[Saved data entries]
'''

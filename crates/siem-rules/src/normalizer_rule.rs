//! `NormalizerRule`: rule load and mapping-expression evaluation for the
//! raw→UEM pass.

use crate::path::PathExpr;
use siem_core::{RawEvent, UemEvent};
use siem_store::rows::NormalizerRuleRow;
use std::collections::HashMap;

/// One compiled mapping entry. Compile failures exclude only this entry —
/// never the whole rule — per §4.2.
struct Mapping {
    uem_field: String,
    expr: PathExpr,
}

pub struct NormalizerRule {
    pub id: u64,
    pub priority: u16,
    pub source_type: String,
    /// Reserved, never evaluated. See §9's open-question resolution: it is
    /// round-tripped from the rule store and nothing else.
    pub event_matcher: String,
    mappings: Vec<Mapping>,
}

impl NormalizerRule {
    /// Build from a rule-store row. `uem_mapping` is a JSON object of
    /// `{uem_field: path_expression}`; each expression is compiled
    /// independently so one bad entry doesn't exclude the rest.
    pub fn from_row(row: NormalizerRuleRow) -> Self {
        let raw_mapping: HashMap<String, String> =
            serde_json::from_str(&row.uem_mapping).unwrap_or_default();

        let mut mappings = Vec::with_capacity(raw_mapping.len());
        for (uem_field, expr_text) in raw_mapping {
            match PathExpr::compile(&expr_text) {
                Ok(expr) => mappings.push(Mapping { uem_field, expr }),
                Err(err) => {
                    tracing::error!(
                        rule_id = row.id,
                        uem_field = %uem_field,
                        error = %err,
                        "failed to compile normalizer mapping expression, excluding field"
                    );
                }
            }
        }

        Self {
            id: row.id,
            priority: row.priority,
            source_type: row.source_type,
            event_matcher: row.event_matcher,
            mappings,
        }
    }

    /// Apply this rule's mapping to a raw event, then fill the
    /// `event.provider`/`event.original` invariant via defaults.
    pub fn apply(&self, raw: &RawEvent) -> UemEvent {
        let mut event = UemEvent::new();
        for mapping in &self.mappings {
            if let Some(value) = mapping.expr.eval(raw) {
                event.set(mapping.uem_field.clone(), value);
            }
        }
        event.apply_defaults(raw);
        event
    }
}

#[cfg(test)]
mod tests {
    use super::*;

    fn row(id: u64, mapping_json: &str) -> NormalizerRuleRow {
        NormalizerRuleRow {
            id,
            priority: 1,
            source_type: "http_json".to_string(),
            event_matcher: String::new(),
            uem_mapping: mapping_json.to_string(),
        }
    }

    #[test]
    fn scenario_1_normalizer_default() {
        let rule = NormalizerRule::from_row(row(1, "{}"));
        let mut raw = RawEvent::new();
        raw.insert("source_type".into(), "http_json".into());
        raw.insert("message".into(), "x".into());

        let event = rule.apply(&raw);
        assert_eq!(event.provider(), "http_json");
        assert_eq!(event.original(), "x");
    }

    #[test]
    fn mapping_extracts_requested_fields_only() {
        let rule = NormalizerRule::from_row(row(1, r#"{"source.ip":"source.ip"}"#));
        let mut raw = RawEvent::new();
        raw.insert("source_type".into(), "syslog".into());
        raw.insert("message".into(), "m".into());
        raw.insert("source.ip".into(), "10.0.0.1".into());
        raw.insert("unrelated".into(), "should not appear".into());

        let event = rule.apply(&raw);
        assert_eq!(event.get("source.ip"), "10.0.0.1");
        assert_eq!(event.get("unrelated"), "");
    }

    #[test]
    fn malformed_single_mapping_expr_excludes_only_that_field() {
        let rule = NormalizerRule::from_row(row(
            1,
            r#"{"good":"source_type", "bad":"a..b"}"#,
        ));
        let mut raw = RawEvent::new();
        raw.insert("source_type".into(), "syslog".into());
        raw.insert("message".into(), "m".into());

        let event = rule.apply(&raw);
        assert_eq!(event.get("good"), "syslog");
        assert_eq!(event.get("bad"), "");
    }
}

'''

THE PROBLEM: Go through the records above and copy each line exactly.

PROBLEM SOLUTION:
filename crates/siem-rules/src/normalizer_rule.rs
//! `NormalizerRule`: rule load and mapping-expression evaluation for the
//! raw→UEM pass.

use crate::path::PathExpr;
use siem_core::{RawEvent, UemEvent};
use siem_store::rows::NormalizerRuleRow;
use std::collections::HashMap;

/// One compiled mapping entry. Compile failures exclude only this entry —
/// never the whole rule — per §4.2.
struct Mapping {
    uem_field: String,
    expr: PathExpr,
}

pub struct NormalizerRule {
    pub id: u64,
    pub priority: u16,
    pub source_type: String,
    /// Reserved, never evaluated. See §9's open-question resolution: it is
    /// round-tripped from the rule store and nothing else.
    pub event_matcher: String,
    mappings: Vec<Mapping>,
}

impl NormalizerRule {
    /// Build from a rule-store row. `uem_mapping` is a JSON object of
    /// `{uem_field: path_expression}`; each expression is compiled
    /// independently so one bad entry doesn't exclude the rest.
    pub fn from_row(row: NormalizerRuleRow) -> Self {
        let raw_mapping: HashMap<String, String> =
            serde_json::from_str(&row.uem_mapping).unwrap_or_default();

        let mut mappings = Vec::with_capacity(raw_mapping.len());
        for (uem_field, expr_text) in raw_mapping {
            match PathExpr::compile(&expr_text) {
                Ok(expr) => mappings.push(Mapping { uem_field, expr }),
                Err(err) => {
                    tracing::error!(
                        rule_id = row.id,
                        uem_field = %uem_field,
                        error = %err,
                        "failed to compile normalizer mapping expression, excluding field"
                    );
                }
            }
        }

        Self {
            id: row.id,
            priority: row.priority,
            source_type: row.source_type,
            event_matcher: row.event_matcher,
            mappings,
        }
    }

    /// Apply this rule's mapping to a raw event, then fill the
    /// `event.provider`/`event.original` invariant via defaults.
    pub fn apply(&self, raw: &RawEvent) -> UemEvent {
        let mut event = UemEvent::new();
        for mapping in &self.mappings {
            if let Some(value) = mapping.expr.eval(raw) {
                event.set(mapping.uem_field.clone(), value);
            }
        }
        event.apply_defaults(raw);
        event
    }
}

#[cfg(test)]
mod tests {
    use super::*;

    fn row(id: u64, mapping_json: &str) -> NormalizerRuleRow {
        NormalizerRuleRow {
            id,
            priority: 1,
            source_type: "http_json".to_string(),
            event_matcher: String::new(),
            uem_mapping: mapping_json.to_string(),
        }
    }

    #[test]
    fn scenario_1_normalizer_default() {
        let rule = NormalizerRule::from_row(row(1, "{}"));
        let mut raw = RawEvent::new();
        raw.insert("source_type".into(), "http_json".into());
        raw.insert("message".into(), "x".into());

        let event = rule.apply(&raw);
        assert_eq!(event.provider(), "http_json");
        assert_eq!(event.original(), "x");
    }

    #[test]
    fn mapping_extracts_requested_fields_only() {
        let rule = NormalizerRule::from_row(row(1, r#"{"source.ip":"source.ip"}"#));
        let mut raw = RawEvent::new();
        raw.insert("source_type".into(), "syslog".into());
        raw.insert("message".into(), "m".into());
        raw.insert("source.ip".into(), "10.0.0.1".into());
        raw.insert("unrelated".into(), "should not appear".into());

        let event = rule.apply(&raw);
        assert_eq!(event.get("source.ip"), "10.0.0.1");
        assert_eq!(event.get("unrelated"), "");
    }

    #[test]
    fn malformed_single_mapping_expr_excludes_only_that_field() {
        let rule = NormalizerRule::from_row(row(
            1,
            r#"{"good":"source_type", "bad":"a..b"}"#,
        ));
        let mut raw = RawEvent::new();
        raw.insert("source_type".into(), "syslog".into());
        raw.insert("message".into(), "m".into());

        let event = rule.apply(&raw);
        assert_eq!(event.get("good"), "syslog");
        assert_eq!(event.get("bad"), "");
    }
}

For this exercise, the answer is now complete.